In the quest to notice the stresses at a given position on the surface/internal parts of the concrete, it is normal practice to attach tension measuring equipment like stain gauges/extensometers, dial gauges etc. on the concrete body [1, 2]. This process provides selective health monitoring but cannot be true for the inner concrete body. Thus, a thorough random structural health monitoring (SHM) of concrete must be observed in a unified manner.
In previous research works it was identified that carbon fibers, unlike other fibers, have a very strong capacity for self-sensing compared with much other fiber. If these fibers are spread randomly in cement body/cement composites, they stimulate self-sensing properties in concrete [3]. These fibers are instantly noticeable to alter the electrical conductivity/ resistance of cement composites that are subjected to loads, which thereby provide the corridor for constant structural health monitoring [3, 4]. Therefore, SHM can be carried out with this method, if the same estate is expanded to concrete, there by substituting internal/integrated equipment and fixtures for concrete. Through this method, health monitoring cuts expenses and also improves structural durability because no integrated sensors are accessible.
Concrete becomes a sensor because it provides electrical sensing authority when carbon fibers are added into the concrete.

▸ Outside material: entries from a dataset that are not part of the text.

//! Adam optimizers: dense (per tensor) and lazy (per touched embedding row).

use cls_types::ToolkitError;
use ndarray::{Array, Array1, Array2, Dimension};
use std::collections::HashMap;

const BETA1: f32 = 0.9;
const BETA2: f32 = 0.999;
const EPSILON: f32 = 1e-7;

#[derive(Debug)]
pub(crate) struct Adam {
    learning_rate: f32,
    beta1_t: f32,
    beta2_t: f32,
    v: Box<[f32]>,
    s: Box<[f32]>,
}

impl Adam {
    pub(crate) fn new(len: usize, learning_rate: f32) -> Self {
        Self {
            learning_rate,
            beta1_t: 1.,
            beta2_t: 1.,
            v: vec![0.; len].into_boxed_slice(),
            s: vec![0.; len].into_boxed_slice(),
        }
    }

    pub(crate) fn update_params(&mut self, grad: &[f32], params: &mut [f32]) -> Result<(), ToolkitError> {
        if grad.len() != params.len() || params.len() != self.v.len() {
            return Err(ToolkitError::Training(format!(
                "optimizer size mismatch: {} grads for {} params",
                grad.len(),
                params.len()
            )));
        }

        self.beta1_t *= BETA1;
        self.beta2_t *= BETA2;

        let bc1 = 1. - self.beta1_t;
        let bc2 = 1. - self.beta2_t;
        let step_size = self.learning_rate * (bc2.sqrt() / bc1);

        params
            .iter_mut()
            .zip(grad)
            .zip(self.v.iter_mut())
            .zip(self.s.iter_mut())
            .for_each(|(((p, g), v), s)| {
                *v = BETA1 * *v + (1. - BETA1) * g;
                *s = BETA2 * *s + (1. - BETA2) * g.powi(2);
                *p -= step_size * *v / (s.sqrt() + EPSILON);
            });

        Ok(())
    }

    /// Update an ndarray tensor in place; both arrays must be in standard layout.
    pub(crate) fn update_tensor<D: Dimension>(
        &mut self,
        grad: &Array<f32, D>,
        params: &mut Array<f32, D>,
    ) -> Result<(), ToolkitError> {
        let grad = grad
            .as_slice()
            .ok_or_else(|| ToolkitError::Training("gradient is not contiguous".to_string()))?;
        let params = params
            .as_slice_mut()
            .ok_or_else(|| ToolkitError::Training("parameters are not contiguous".to_string()))?;
        self.update_params(grad, params)
    }
}

/// Adam over an embedding table that only touches the rows present in a batch.
#[derive(Debug)]
pub(crate) struct RowAdam {
    learning_rate: f32,
    step: i32,
    v: Array2<f32>,
    s: Array2<f32>,
}

impl RowAdam {
    pub(crate) fn new(rows: usize, dim: usize, learning_rate: f32) -> Self {
        Self {
            learning_rate,
            step: 0,
            v: Array2::zeros((rows, dim)),
            s: Array2::zeros((rows, dim)),
        }
    }

    pub(crate) fn update_rows(
        &mut self,
        grads: &HashMap<u32, Array1<f32>>,
        table: &mut Array2<f32>,
    ) -> Result<(), ToolkitError> {
        if table.dim() != self.v.dim() {
            return Err(ToolkitError::Training("embedding optimizer shape mismatch".to_string()));
        }
        self.step += 1;
        let bc1 = 1. - BETA1.powi(self.step);
        let bc2 = 1. - BETA2.powi(self.step);
        let step_size = self.learning_rate * (bc2.sqrt() / bc1);

        for (&row, grad) in grads {
            let row = row as usize;
            if row >= table.nrows() {
                continue;
            }
            let mut p = table.row_mut(row);
            let mut v = self.v.row_mut(row);
            let mut s = self.s.row_mut(row);
            for k in 0..grad.len() {
                let g = grad[k];
                v[k] = BETA1 * v[k] + (1. - BETA1) * g;
                s[k] = BETA2 * s[k] + (1. - BETA2) * g * g;
                p[k] -= step_size * v[k] / (s[k].sqrt() + EPSILON);
            }
        }
        Ok(())
    }
}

The material sensing property can be defined by its stress condition as a reaction to electric volumetric resistivity [5]. It was noted that, electrical resistance changes when a longitudinal compressive load is applied to the cement composite specimen, for example when a cube/prismatic specimen is under compressive loading, the electrical conductivity increases (resistance decreases) of the sample due to movement of fibers towards each other and vice versa under tensile loading [5, 6]. Similarly during flexural loading on cement composites, the electrical resistance of compression surface upon loading decreases due to fiber movement towards each other as surface is under compression and the same resistance increases at tension surface during unloading as there is pull in fibers as they move away from each other [5, 7].
Gauge factor (GF) is the term used for measuring ability of concrete reinforced with carbon fiber (self-sensing concrete) towards strain sensing. Gauge factor can be described as the fractional change in electrical resistance (FCR) per unit strain [8] and can be calculated as
$G F=\frac{(\Delta R | R 0)}{(\Delta L | L)}=\frac{(\Delta R | R 0)}{\text { strain }}$ (1)

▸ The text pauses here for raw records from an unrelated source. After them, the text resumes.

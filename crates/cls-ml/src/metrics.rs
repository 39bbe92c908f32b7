//! Multi-label metrics: binary cross-entropy, running batch scores with a bucketed ROC AUC,
//! F1 averages and the per-label classification report.

use cls_types::{Evaluation, MetricLogs, ReportEntry, TrainingMetrics};
use std::collections::BTreeMap;

/// Probabilities are clipped to `[EPSILON, 1 - EPSILON]` before taking logs.
pub const EPSILON: f64 = 1e-7;

pub fn binary_cross_entropy(p: f32, y: u8) -> f64 {
    let p = (p as f64).clamp(EPSILON, 1.0 - EPSILON);
    if y > 0 {
        -p.ln()
    } else {
        -(1.0 - p).ln()
    }
}

/// Score buckets used by the running AUC estimate.
const AUC_BINS: usize = 200;

/// Running accumulator of the per-cell scores reported during fit and evaluation.
#[derive(Debug, Clone)]
pub struct BinaryScores {
    loss_sum: f64,
    cells: u64,
    correct: u64,
    tp: u64,
    fp: u64,
    fn_: u64,
    positives: Vec<u64>,
    negatives: Vec<u64>,
}

impl Default for BinaryScores {
    fn default() -> Self {
        Self {
            loss_sum: 0.0,
            cells: 0,
            correct: 0,
            tp: 0,
            fp: 0,
            fn_: 0,
            positives: vec![0; AUC_BINS],
            negatives: vec![0; AUC_BINS],
        }
    }
}

impl BinaryScores {
    pub fn new() -> Self {
        Self::default()
    }

    pub fn update(&mut self, probs: &[Vec<f32>], targets: &[Vec<u8>]) {
        for (row, truth) in probs.iter().zip(targets) {
            for (&p, &y) in row.iter().zip(truth) {
                self.loss_sum += binary_cross_entropy(p, y);
                self.cells += 1;
                let predicted = p >= 0.5;
                let actual = y > 0;
                if predicted == actual {
                    self.correct += 1;
                }
                match (predicted, actual) {
                    (true, true) => self.tp += 1,
                    (true, false) => self.fp += 1,
                    (false, true) => self.fn_ += 1,
                    (false, false) => {}
                }
                let bin = ((p.clamp(0.0, 1.0) * AUC_BINS as f32) as usize).min(AUC_BINS - 1);
                if actual {
                    self.positives[bin] += 1;
                } else {
                    self.negatives[bin] += 1;
                }
            }
        }
    }

    pub fn loss(&self) -> f64 {
        ratio(self.loss_sum, self.cells as f64)
    }

    pub fn binary_accuracy(&self) -> f64 {
        ratio(self.correct as f64, self.cells as f64)
    }

    pub fn precision(&self) -> f64 {
        ratio(self.tp as f64, (self.tp + self.fp) as f64)
    }

    pub fn recall(&self) -> f64 {
        ratio(self.tp as f64, (self.tp + self.fn_) as f64)
    }

    /// ROC AUC with scores bucketed into `AUC_BINS` ranges; pairs sharing a bucket count as ties.
    /// 0.0 when only one class has been seen.
    pub fn auc(&self) -> f64 {
        let total_pos: u64 = self.positives.iter().sum();
        let total_neg: u64 = self.negatives.iter().sum();
        if total_pos == 0 || total_neg == 0 {
            return 0.0;
        }
        let mut negatives_below = 0u64;
        let mut area = 0.0;
        for (pos, neg) in self.positives.iter().zip(&self.negatives) {
            area += *pos as f64 * (negatives_below as f64 + *neg as f64 / 2.0);
            negatives_below += neg;
        }
        area / (total_pos as f64 * total_neg as f64)
    }

    pub fn evaluation(&self) -> Evaluation {
        Evaluation {
            loss: self.loss(),
            binary_accuracy: self.binary_accuracy(),
        }
    }

    /// Write `loss`, `binary_accuracy`, `auc`, `precision`, `recall` under `prefix`.
    pub fn write_logs(&self, prefix: &str, logs: &mut MetricLogs) {
        logs.insert(format!("{prefix}loss"), self.loss());
        logs.insert(format!("{prefix}binary_accuracy"), self.binary_accuracy());
        logs.insert(format!("{prefix}auc"), self.auc());
        logs.insert(format!("{prefix}precision"), self.precision());
        logs.insert(format!("{prefix}recall"), self.recall());
    }
}

fn ratio(num: f64, den: f64) -> f64 {
    if den > 0.0 {
        num / den
    } else {
        0.0
    }
}

/// Threshold probabilities into 0/1 indicator rows.
pub fn binarize(probs: &[Vec<f32>], threshold: f32) -> Vec<Vec<u8>> {
    probs
        .iter()
        .map(|row| row.iter().map(|&p| u8::from(p >= threshold)).collect())
        .collect()
}

/// Fraction of label cells predicted wrongly.
pub fn hamming_loss(y_true: &[Vec<u8>], y_pred: &[Vec<u8>]) -> f64 {
    let mut cells = 0usize;
    let mut wrong = 0usize;
    for (t, p) in y_true.iter().zip(y_pred) {
        cells += t.len();
        wrong += t.iter().zip(p).filter(|(a, b)| a != b).count();
    }
    ratio(wrong as f64, cells as f64)
}

/// Fraction of rows whose full label set is predicted exactly.
pub fn subset_accuracy(y_true: &[Vec<u8>], y_pred: &[Vec<u8>]) -> f64 {
    let exact = y_true.iter().zip(y_pred).filter(|(t, p)| t == p).count();
    ratio(exact as f64, y_true.len() as f64)
}

#[derive(Debug, Default, Clone, Copy)]
struct Counts {
    tp: u64,
    fp: u64,
    fn_: u64,
}

impl Counts {
    fn entry(self) -> ReportEntry {
        let precision = ratio(self.tp as f64, (self.tp + self.fp) as f64);
        let recall = ratio(self.tp as f64, (self.tp + self.fn_) as f64);
        ReportEntry {
            precision,
            recall,
            f1_score: f1(precision, recall),
            support: self.tp + self.fn_,
        }
    }
}

fn f1(precision: f64, recall: f64) -> f64 {
    ratio(2.0 * precision * recall, precision + recall)
}

fn per_label_counts(y_true: &[Vec<u8>], y_pred: &[Vec<u8>], num_classes: usize) -> Vec<Counts> {
    let mut counts = vec![Counts::default(); num_classes];
    for (t, p) in y_true.iter().zip(y_pred) {
        for (c, (&a, &b)) in t.iter().zip(p).enumerate().take(num_classes) {
            match (b > 0, a > 0) {
                (true, true) => counts[c].tp += 1,
                (true, false) => counts[c].fp += 1,
                (false, true) => counts[c].fn_ += 1,
                (false, false) => {}
            }
        }
    }
    counts
}

/// Averaged F1 scores.
#[derive(Debug, Clone, Copy, PartialEq)]
pub struct F1Scores {
    pub macro_avg: f64,
    pub micro_avg: f64,
    pub weighted_avg: f64,
}

pub fn f1_scores(y_true: &[Vec<u8>], y_pred: &[Vec<u8>], num_classes: usize) -> F1Scores {
    let counts = per_label_counts(y_true, y_pred, num_classes);
    let entries: Vec<ReportEntry> = counts.iter().map(|c| c.entry()).collect();
    let support: u64 = entries.iter().map(|e| e.support).sum();
    F1Scores {
        macro_avg: ratio(entries.iter().map(|e| e.f1_score).sum(), entries.len() as f64),
        micro_avg: pool(&counts).entry().f1_score,
        weighted_avg: ratio(
            entries.iter().map(|e| e.f1_score * e.support as f64).sum(),
            support as f64,
        ),
    }
}

fn pool(counts: &[Counts]) -> Counts {
    counts.iter().fold(Counts::default(), |acc, c| Counts {
        tp: acc.tp + c.tp,
        fp: acc.fp + c.fp,
        fn_: acc.fn_ + c.fn_,
    })
}

pub const MICRO_AVG: &str = "micro avg";
pub const MACRO_AVG: &str = "macro avg";
pub const WEIGHTED_AVG: &str = "weighted avg";
pub const SAMPLES_AVG: &str = "samples avg";

/// One entry per class name plus the micro/macro/weighted/samples averages.
/// Zero divisions yield 0.
pub fn classification_report(
    y_true: &[Vec<u8>],
    y_pred: &[Vec<u8>],
    classes: &[String],
) -> BTreeMap<String, ReportEntry> {
    let counts = per_label_counts(y_true, y_pred, classes.len());
    let entries: Vec<ReportEntry> = counts.iter().map(|c| c.entry()).collect();
    let total_support: u64 = entries.iter().map(|e| e.support).sum();

    let mut report = BTreeMap::new();
    for (name, entry) in classes.iter().zip(&entries) {
        report.insert(name.clone(), entry.clone());
    }
    report.insert(MICRO_AVG.to_string(), pool(&counts).entry());

    let n = entries.len() as f64;
    report.insert(
        MACRO_AVG.to_string(),
        ReportEntry {
            precision: ratio(entries.iter().map(|e| e.precision).sum(), n),
            recall: ratio(entries.iter().map(|e| e.recall).sum(), n),
            f1_score: ratio(entries.iter().map(|e| e.f1_score).sum(), n),
            support: total_support,
        },
    );

    let weighted = |f: fn(&ReportEntry) -> f64| {
        ratio(
            entries.iter().map(|e| f(e) * e.support as f64).sum(),
            total_support as f64,
        )
    };
    report.insert(
        WEIGHTED_AVG.to_string(),
        ReportEntry {
            precision: weighted(|e| e.precision),
            recall: weighted(|e| e.recall),
            f1_score: weighted(|e| e.f1_score),
            support: total_support,
        },
    );

    report.insert(SAMPLES_AVG.to_string(), samples_average(y_true, y_pred, total_support));
    report
}

fn samples_average(y_true: &[Vec<u8>], y_pred: &[Vec<u8>], support: u64) -> ReportEntry {
    let (mut precision, mut recall, mut f1_sum) = (0.0, 0.0, 0.0);
    for (t, p) in y_true.iter().zip(y_pred) {
        let tp = t.iter().zip(p).filter(|&(&a, &b)| a > 0 && b > 0).count() as f64;
        let predicted = p.iter().filter(|&&b| b > 0).count() as f64;
        let actual = t.iter().filter(|&&a| a > 0).count() as f64;
        let (row_p, row_r) = (ratio(tp, predicted), ratio(tp, actual));
        precision += row_p;
        recall += row_r;
        f1_sum += f1(row_p, row_r);
    }
    let n = y_true.len() as f64;
    ReportEntry {
        precision: ratio(precision, n),
        recall: ratio(recall, n),
        f1_score: ratio(f1_sum, n),
        support,
    }
}

/// Full held-out metric set from an evaluation and thresholded predictions.
pub fn training_metrics(
    evaluation: Evaluation,
    y_true: &[Vec<u8>],
    y_pred: &[Vec<u8>],
    classes: &[String],
) -> TrainingMetrics {
    let report = classification_report(y_true, y_pred, classes);
    let f1_of = |key: &str| report.get(key).map(|e| e.f1_score).unwrap_or(0.0);
    TrainingMetrics {
        test_loss: evaluation.loss,
        test_accuracy: evaluation.binary_accuracy,
        hamming_loss: hamming_loss(y_true, y_pred),
        subset_accuracy: subset_accuracy(y_true, y_pred),
        f1_macro: f1_of(MACRO_AVG),
        f1_micro: f1_of(MICRO_AVG),
        f1_weighted: f1_of(WEIGHTED_AVG),
        classification_report: report,
        confusion_matrix: None,
    }
}

#[cfg(test)]
mod tests {
    use super::*;

    fn close(a: f64, b: f64) -> bool {
        (a - b).abs() < 1e-9
    }

    #[test]
    fn cross_entropy_is_clipped() {
        assert!(binary_cross_entropy(0.0, 1).is_finite());
        assert!(close(binary_cross_entropy(0.5, 1), std::f64::consts::LN_2));
        assert!(binary_cross_entropy(0.99, 1) < binary_cross_entropy(0.6, 1));
    }

    fn auc_of(probs: &[f32], labels: &[u8]) -> f64 {
        let mut scores = BinaryScores::new();
        scores.update(&[probs.to_vec()], &[labels.to_vec()]);
        scores.auc()
    }

    #[test]
    fn auc_handles_perfect_inverse_and_ties() {
        assert!(close(auc_of(&[0.1, 0.2, 0.8, 0.9], &[0, 0, 1, 1]), 1.0));
        assert!(close(auc_of(&[0.9, 0.1], &[0, 1]), 0.0));
        assert!(close(auc_of(&[0.5, 0.5], &[0, 1]), 0.5));
        assert_eq!(auc_of(&[0.3, 0.7], &[1, 1]), 0.0);
    }

    #[test]
    fn running_scores_track_confusion_counts() {
        let mut scores = BinaryScores::new();
        scores.update(&[vec![0.9, 0.2], vec![0.4, 0.7]], &[vec![1, 0], vec![1, 0]]);
        assert!(close(scores.binary_accuracy(), 0.5));
        assert!(close(scores.precision(), 0.5));
        assert!(close(scores.recall(), 0.5));

        let mut logs = MetricLogs::new();
        scores.write_logs("val_", &mut logs);
        assert_eq!(
            logs.keys().map(String::as_str).collect::<Vec<_>>(),
            ["val_auc", "val_binary_accuracy", "val_loss", "val_precision", "val_recall"]
        );
    }

    #[test]
    fn hamming_and_subset_accuracy() {
        let t = vec![vec![1, 0, 1], vec![0, 1, 0]];
        let p = vec![vec![1, 0, 0], vec![0, 1, 0]];
        assert!(close(hamming_loss(&t, &p), 1.0 / 6.0));
        assert!(close(subset_accuracy(&t, &p), 0.5));
    }

    #[test]
    fn report_has_per_label_and_average_rows() {
        let classes = vec!["a".to_string(), "b".to_string()];
        let t = vec![vec![1, 0], vec![1, 1], vec![0, 1]];
        let p = vec![vec![1, 0], vec![1, 0], vec![0, 0]];
        let report = classification_report(&t, &p, &classes);

        let a = &report["a"];
        assert!(close(a.precision, 1.0) && close(a.recall, 1.0) && a.support == 2);
        let b = &report["b"];
        assert!(close(b.f1_score, 0.0) && b.support == 2);

        assert!(close(report[MACRO_AVG].f1_score, 0.5));
        // micro: tp 2, fp 0, fn 2
        assert!(close(report[MICRO_AVG].f1_score, 2.0 / 3.0));
        assert!(close(report[WEIGHTED_AVG].f1_score, 0.5));
        assert_eq!(report[SAMPLES_AVG].support, 4);
        assert_eq!(report.len(), 6);

        let f1 = f1_scores(&t, &p, 2);
        assert!(close(f1.macro_avg, 0.5));
        assert!(close(f1.micro_avg, 2.0 / 3.0));
    }

    #[test]
    fn training_metrics_combine_evaluation_and_report() {
        let classes = vec!["x".to_string()];
        let t = vec![vec![1], vec![0]];
        let p = binarize(&[vec![0.8], vec![0.3]], 0.5);
        let metrics = training_metrics(
            Evaluation { loss: 0.37, binary_accuracy: 1.0 },
            &t,
            &p,
            &classes,
        );
        assert_eq!(metrics.test_loss, 0.37);
        assert!(close(metrics.subset_accuracy, 1.0));
        assert!(close(metrics.f1_micro, 1.0));
        assert!(metrics.confusion_matrix.is_none());
    }
}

$F C R=\frac{\Delta R}{R o}$ (2)
where, ΔR is change in electrical resistance; R0 is initial resistance; L is initial length between the probes and ΔL is change in length between the probes.
Many researchers looked at the behavior of cement mortar and cement paste when introduced carbon fiber to samples [5, 9, 10]. Strain [11] and damage sensing [12] properties were investigated [13, 14] on cement composites in multiples of carbon-fibers (CF’s) and carbon nano-tubes (CNT) in different percentages dosage both individually and as well as in combination [15]. Few other researchers have also researched the true implementation of carbon fibers in cement composites for traffic surveillance [16] and SHM [17].

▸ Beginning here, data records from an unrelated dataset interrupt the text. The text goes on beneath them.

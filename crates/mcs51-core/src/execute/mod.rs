//! Opcode handlers for the implemented MCS-51 subset.
//!
//! Each handler consumes its operand bytes through the fetch path (which
//! advances the program counter), resolves its addressing mode, and
//! mutates the memory model. Handlers run to completion synchronously;
//! an instruction either retires fully or reports a fault with the core
//! left halted.

mod flags;

pub use flags::{add_with_carry, AluFlags};

use crate::bus::SystemBus;
use crate::cpu::Mcs51;
use crate::encoding::Opcode;
use crate::fault::Fault;
use crate::regs::{PSW_AC, PSW_CY, PSW_OV};

/// Dispatches one classified opcode to its handler.
pub(crate) fn execute(
    cpu: &mut Mcs51,
    bus: &mut dyn SystemBus,
    opcode: Opcode,
) -> Result<(), Fault> {
    match opcode {
        Opcode::Ljmp => ljmp(cpu, bus),
        Opcode::AddDirect => add_direct(cpu, bus),
        Opcode::MovAImm => mov_a_imm(cpu, bus),
        Opcode::MovDirectImm => mov_direct_imm(cpu, bus),
        Opcode::MovRegImm(index) => mov_reg_imm(cpu, bus, index),
        Opcode::Sjmp => sjmp(cpu, bus),
        Opcode::ClrBit => write_bit(cpu, bus, false),
        Opcode::SetbBit => write_bit(cpu, bus, true),
        Opcode::DjnzReg(index) => djnz_reg(cpu, bus, index),
        Opcode::MovADirect => mov_a_direct(cpu, bus),
        Opcode::MovAIndirect(pointer) => mov_a_indirect(cpu, pointer),
        Opcode::MovAReg(index) => mov_a_reg(cpu, index),
        Opcode::MovDirectA => mov_direct_a(cpu, bus),
        Opcode::MovIndirectA(pointer) => mov_indirect_a(cpu, pointer),
        Opcode::MovRegA(index) => mov_reg_a(cpu, index),
    }
}

fn ljmp(cpu: &mut Mcs51, bus: &mut dyn SystemBus) -> Result<(), Fault> {
    let high = cpu.fetch_byte(bus);
    let low = cpu.fetch_byte(bus);
    cpu.pc = u16::from_be_bytes([high, low]);
    Ok(())
}

fn sjmp(cpu: &mut Mcs51, bus: &mut dyn SystemBus) -> Result<(), Fault> {
    let offset = fetch_offset(cpu, bus);
    // The offset is relative to the counter after the offset byte.
    cpu.pc = cpu.pc.wrapping_add_signed(i16::from(offset));
    Ok(())
}

fn add_direct(cpu: &mut Mcs51, bus: &mut dyn SystemBus) -> Result<(), Fault> {
    let addr = cpu.fetch_byte(bus);
    let operand = cpu.data.read_direct(bus, addr)?;
    let (sum, alu) = add_with_carry(cpu.data.accum(), operand, false);
    cpu.data.set_flag(PSW_CY, alu.carry);
    cpu.data.set_flag(PSW_AC, alu.aux_carry);
    cpu.data.set_flag(PSW_OV, alu.overflow);
    cpu.data.set_accum(sum);
    Ok(())
}

fn mov_a_imm(cpu: &mut Mcs51, bus: &mut dyn SystemBus) -> Result<(), Fault> {
    let value = cpu.fetch_byte(bus);
    cpu.data.set_accum(value);
    Ok(())
}

fn mov_direct_imm(cpu: &mut Mcs51, bus: &mut dyn SystemBus) -> Result<(), Fault> {
    let addr = cpu.fetch_byte(bus);
    let value = cpu.fetch_byte(bus);
    cpu.data.write_direct(bus, addr, value)
}

fn mov_reg_imm(cpu: &mut Mcs51, bus: &mut dyn SystemBus, index: u8) -> Result<(), Fault> {
    let value = cpu.fetch_byte(bus);
    cpu.data.set_reg(index, value)
}

fn write_bit(cpu: &mut Mcs51, bus: &mut dyn SystemBus, set: bool) -> Result<(), Fault> {
    let bit_addr = cpu.fetch_byte(bus);
    cpu.data.write_bit(bus, bit_addr, set)
}

fn djnz_reg(cpu: &mut Mcs51, bus: &mut dyn SystemBus, index: u8) -> Result<(), Fault> {
    let offset = fetch_offset(cpu, bus);
    let value = cpu.data.reg(index)?.wrapping_sub(1);
    cpu.data.set_reg(index, value)?;
    if value != 0 {
        cpu.pc = cpu.pc.wrapping_add_signed(i16::from(offset));
    }
    Ok(())
}

fn mov_a_direct(cpu: &mut Mcs51, bus: &mut dyn SystemBus) -> Result<(), Fault> {
    let addr = cpu.fetch_byte(bus);
    let value = cpu.data.read_direct(bus, addr)?;
    cpu.data.set_accum(value);
    Ok(())
}

fn mov_direct_a(cpu: &mut Mcs51, bus: &mut dyn SystemBus) -> Result<(), Fault> {
    let addr = cpu.fetch_byte(bus);
    let value = cpu.data.accum();
    cpu.data.write_direct(bus, addr, value)
}

fn mov_a_reg(cpu: &mut Mcs51, index: u8) -> Result<(), Fault> {
    let value = cpu.data.reg(index)?;
    cpu.data.set_accum(value);
    Ok(())
}

fn mov_reg_a(cpu: &mut Mcs51, index: u8) -> Result<(), Fault> {
    let value = cpu.data.accum();
    cpu.data.set_reg(index, value)
}

fn mov_a_indirect(cpu: &mut Mcs51, pointer: u8) -> Result<(), Fault> {
    let addr = cpu.data.reg(pointer)?;
    let value = cpu.data.read_indirect(addr)?;
    cpu.data.set_accum(value);
    Ok(())
}

fn mov_indirect_a(cpu: &mut Mcs51, pointer: u8) -> Result<(), Fault> {
    let addr = cpu.data.reg(pointer)?;
    let value = cpu.data.accum();
    cpu.data.write_indirect(addr, value)
}

#[allow(clippy::cast_possible_wrap)]
fn fetch_offset(cpu: &mut Mcs51, bus: &mut dyn SystemBus) -> i8 {
    cpu.fetch_byte(bus) as i8
}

A research lately released on the use of CF’s and CNT’s as cementitious sensors to monitor vibration of structures [18]. They were discovered to be useful for the vibration monitoring of structures via detecting the natural frequencies with these nanos altered cement detectors. The latest research done on columns cast with carbon nano fiber (CNF) in cement and checked for cyclical reverse loading [19], also found useful for health monitoring. It was discovered to be possible to detect damage levels in reinforced concrete (RC) columns that were casted with embedding carbon fiber there by providing health monitoring in real time. However, the correlation between compressive stress and electrical resistance could not be created in the above experiments on the column [5]. Very few studies were also conducted on concrete samples embedded with carbon fibers (CF) /CNT/MWCNT’s where in concrete used was conventional concrete and results focused on the mechanical properties [20-22]. Similar studies by Han et al. [23] found that when 3mm length CF were added to concrete dispersed using ultrasonication method, compressive strength is observed to increase but addition of 6mm CF does not increase the strength.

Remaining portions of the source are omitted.